Problem details:
Search the records below for the string "Forbidden" and report only the number of lines that contain it.

[Data supplied Boundary: Start]

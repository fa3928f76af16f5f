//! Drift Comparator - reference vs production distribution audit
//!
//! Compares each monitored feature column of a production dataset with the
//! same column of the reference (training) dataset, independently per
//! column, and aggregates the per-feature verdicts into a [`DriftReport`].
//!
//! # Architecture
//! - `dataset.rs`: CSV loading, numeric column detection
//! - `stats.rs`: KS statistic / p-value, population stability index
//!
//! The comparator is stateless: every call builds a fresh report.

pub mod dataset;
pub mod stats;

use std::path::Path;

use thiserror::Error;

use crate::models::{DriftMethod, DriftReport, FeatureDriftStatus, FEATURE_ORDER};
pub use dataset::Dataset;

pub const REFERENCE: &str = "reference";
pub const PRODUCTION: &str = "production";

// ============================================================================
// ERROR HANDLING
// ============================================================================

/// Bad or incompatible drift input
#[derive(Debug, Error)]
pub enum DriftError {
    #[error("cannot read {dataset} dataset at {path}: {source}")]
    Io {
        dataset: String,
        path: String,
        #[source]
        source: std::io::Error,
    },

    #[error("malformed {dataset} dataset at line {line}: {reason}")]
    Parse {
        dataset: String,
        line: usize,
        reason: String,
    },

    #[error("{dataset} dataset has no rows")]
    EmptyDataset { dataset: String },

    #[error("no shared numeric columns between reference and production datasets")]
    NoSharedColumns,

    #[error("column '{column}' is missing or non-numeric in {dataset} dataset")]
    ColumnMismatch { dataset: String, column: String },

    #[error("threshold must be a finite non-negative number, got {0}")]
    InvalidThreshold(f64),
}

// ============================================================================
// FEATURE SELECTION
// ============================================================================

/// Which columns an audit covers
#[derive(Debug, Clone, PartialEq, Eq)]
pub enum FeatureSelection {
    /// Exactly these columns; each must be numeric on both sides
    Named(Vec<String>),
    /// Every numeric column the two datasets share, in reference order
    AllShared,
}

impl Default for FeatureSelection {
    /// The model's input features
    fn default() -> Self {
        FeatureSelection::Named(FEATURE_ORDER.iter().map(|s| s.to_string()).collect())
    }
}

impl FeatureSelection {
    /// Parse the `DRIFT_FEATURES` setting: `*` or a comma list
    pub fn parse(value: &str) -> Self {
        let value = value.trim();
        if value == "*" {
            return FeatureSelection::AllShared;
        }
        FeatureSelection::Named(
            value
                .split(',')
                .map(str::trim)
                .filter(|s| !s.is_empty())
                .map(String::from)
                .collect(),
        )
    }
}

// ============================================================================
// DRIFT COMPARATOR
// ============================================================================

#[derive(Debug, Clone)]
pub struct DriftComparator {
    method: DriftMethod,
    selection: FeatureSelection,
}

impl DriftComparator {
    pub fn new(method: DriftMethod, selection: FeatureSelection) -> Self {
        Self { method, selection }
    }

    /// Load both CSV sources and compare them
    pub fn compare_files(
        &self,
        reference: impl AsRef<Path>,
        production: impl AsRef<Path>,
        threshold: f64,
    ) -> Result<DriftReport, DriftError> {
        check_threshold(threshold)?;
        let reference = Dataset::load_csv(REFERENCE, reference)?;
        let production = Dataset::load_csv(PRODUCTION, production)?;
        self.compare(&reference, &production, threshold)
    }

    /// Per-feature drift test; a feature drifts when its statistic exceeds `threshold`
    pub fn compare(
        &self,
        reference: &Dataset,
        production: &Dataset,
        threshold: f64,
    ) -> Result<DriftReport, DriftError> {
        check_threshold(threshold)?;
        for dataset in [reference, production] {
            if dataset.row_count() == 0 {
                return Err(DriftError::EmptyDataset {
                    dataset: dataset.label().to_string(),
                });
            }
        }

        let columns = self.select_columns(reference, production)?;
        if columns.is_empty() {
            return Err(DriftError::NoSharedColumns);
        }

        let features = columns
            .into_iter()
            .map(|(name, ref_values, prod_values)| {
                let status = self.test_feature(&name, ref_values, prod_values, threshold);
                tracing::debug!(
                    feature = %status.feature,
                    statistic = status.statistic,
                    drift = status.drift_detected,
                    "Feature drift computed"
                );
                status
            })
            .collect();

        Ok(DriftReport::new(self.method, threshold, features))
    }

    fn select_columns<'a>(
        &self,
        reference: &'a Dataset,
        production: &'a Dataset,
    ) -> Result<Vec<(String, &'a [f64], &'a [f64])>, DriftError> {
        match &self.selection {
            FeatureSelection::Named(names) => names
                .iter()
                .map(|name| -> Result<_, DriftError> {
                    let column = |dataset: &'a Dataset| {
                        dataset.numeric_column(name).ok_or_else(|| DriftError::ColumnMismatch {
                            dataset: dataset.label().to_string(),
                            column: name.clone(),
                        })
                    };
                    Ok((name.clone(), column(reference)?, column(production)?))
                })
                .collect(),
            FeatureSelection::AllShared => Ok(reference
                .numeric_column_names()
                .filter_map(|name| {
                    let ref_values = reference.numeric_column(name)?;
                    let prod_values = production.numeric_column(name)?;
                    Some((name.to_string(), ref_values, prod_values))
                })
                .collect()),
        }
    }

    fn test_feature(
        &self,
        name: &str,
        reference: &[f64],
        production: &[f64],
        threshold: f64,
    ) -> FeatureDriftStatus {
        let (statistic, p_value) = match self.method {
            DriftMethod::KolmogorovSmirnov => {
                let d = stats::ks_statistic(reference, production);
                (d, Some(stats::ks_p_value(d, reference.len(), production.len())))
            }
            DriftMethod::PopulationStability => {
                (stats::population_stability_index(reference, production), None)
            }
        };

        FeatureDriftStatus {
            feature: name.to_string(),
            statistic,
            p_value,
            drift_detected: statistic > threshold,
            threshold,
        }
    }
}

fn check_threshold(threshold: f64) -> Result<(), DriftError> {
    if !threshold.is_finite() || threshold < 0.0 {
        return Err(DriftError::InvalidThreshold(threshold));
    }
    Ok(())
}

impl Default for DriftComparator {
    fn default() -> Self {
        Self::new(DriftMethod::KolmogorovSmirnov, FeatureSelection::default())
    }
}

[Data supplied Boundary: End]
[Data supplied Boundary: Start]

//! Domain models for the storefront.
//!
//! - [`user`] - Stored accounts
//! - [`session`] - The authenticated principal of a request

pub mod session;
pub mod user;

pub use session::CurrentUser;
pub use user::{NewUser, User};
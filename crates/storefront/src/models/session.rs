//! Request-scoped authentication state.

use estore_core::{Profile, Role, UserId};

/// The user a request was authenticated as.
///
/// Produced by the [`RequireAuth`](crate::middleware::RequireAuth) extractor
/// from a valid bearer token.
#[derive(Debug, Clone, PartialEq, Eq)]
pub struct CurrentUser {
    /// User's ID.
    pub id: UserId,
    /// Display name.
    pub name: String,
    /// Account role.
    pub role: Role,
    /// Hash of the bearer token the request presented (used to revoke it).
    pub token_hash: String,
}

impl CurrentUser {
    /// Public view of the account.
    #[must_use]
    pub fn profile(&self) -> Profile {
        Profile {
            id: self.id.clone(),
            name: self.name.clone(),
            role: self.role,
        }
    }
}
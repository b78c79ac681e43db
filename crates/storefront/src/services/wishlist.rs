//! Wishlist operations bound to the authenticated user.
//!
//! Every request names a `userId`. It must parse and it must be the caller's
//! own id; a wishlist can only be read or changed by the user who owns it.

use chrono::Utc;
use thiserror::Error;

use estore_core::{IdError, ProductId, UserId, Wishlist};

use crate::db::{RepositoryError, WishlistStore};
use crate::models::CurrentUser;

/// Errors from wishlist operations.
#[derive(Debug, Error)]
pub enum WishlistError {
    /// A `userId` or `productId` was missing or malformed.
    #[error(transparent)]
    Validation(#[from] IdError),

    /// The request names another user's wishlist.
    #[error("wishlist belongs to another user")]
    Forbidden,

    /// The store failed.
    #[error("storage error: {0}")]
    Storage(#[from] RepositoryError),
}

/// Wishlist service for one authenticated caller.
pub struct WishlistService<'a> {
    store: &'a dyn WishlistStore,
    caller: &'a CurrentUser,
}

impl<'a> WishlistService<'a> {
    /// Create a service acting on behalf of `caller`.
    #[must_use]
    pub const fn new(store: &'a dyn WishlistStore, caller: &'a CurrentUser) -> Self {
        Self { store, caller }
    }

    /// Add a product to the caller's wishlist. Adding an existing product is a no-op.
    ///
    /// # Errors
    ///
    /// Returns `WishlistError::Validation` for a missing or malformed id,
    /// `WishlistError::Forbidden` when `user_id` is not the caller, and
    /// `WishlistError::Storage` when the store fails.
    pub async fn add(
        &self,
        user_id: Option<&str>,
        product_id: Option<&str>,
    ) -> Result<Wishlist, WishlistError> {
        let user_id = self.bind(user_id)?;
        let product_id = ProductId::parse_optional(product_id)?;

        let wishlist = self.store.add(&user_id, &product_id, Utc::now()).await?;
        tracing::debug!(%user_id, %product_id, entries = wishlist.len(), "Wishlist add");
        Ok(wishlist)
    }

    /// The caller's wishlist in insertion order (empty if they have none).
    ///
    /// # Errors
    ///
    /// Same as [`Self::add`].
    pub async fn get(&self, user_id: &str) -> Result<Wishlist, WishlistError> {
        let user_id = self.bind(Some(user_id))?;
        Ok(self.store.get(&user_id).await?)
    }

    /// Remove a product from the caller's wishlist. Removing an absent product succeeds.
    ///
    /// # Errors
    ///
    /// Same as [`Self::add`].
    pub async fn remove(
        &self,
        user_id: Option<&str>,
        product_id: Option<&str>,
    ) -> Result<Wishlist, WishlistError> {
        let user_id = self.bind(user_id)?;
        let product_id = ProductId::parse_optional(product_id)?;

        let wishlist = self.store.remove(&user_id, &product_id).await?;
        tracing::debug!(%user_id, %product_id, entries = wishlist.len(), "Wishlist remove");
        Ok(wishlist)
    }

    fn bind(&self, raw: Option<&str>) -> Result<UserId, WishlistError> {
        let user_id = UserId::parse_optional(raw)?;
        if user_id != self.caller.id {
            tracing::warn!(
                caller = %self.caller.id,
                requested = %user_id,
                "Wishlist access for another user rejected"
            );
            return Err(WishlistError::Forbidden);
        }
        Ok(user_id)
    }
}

[Data supplied Boundary: End]

Solution to this problem:
3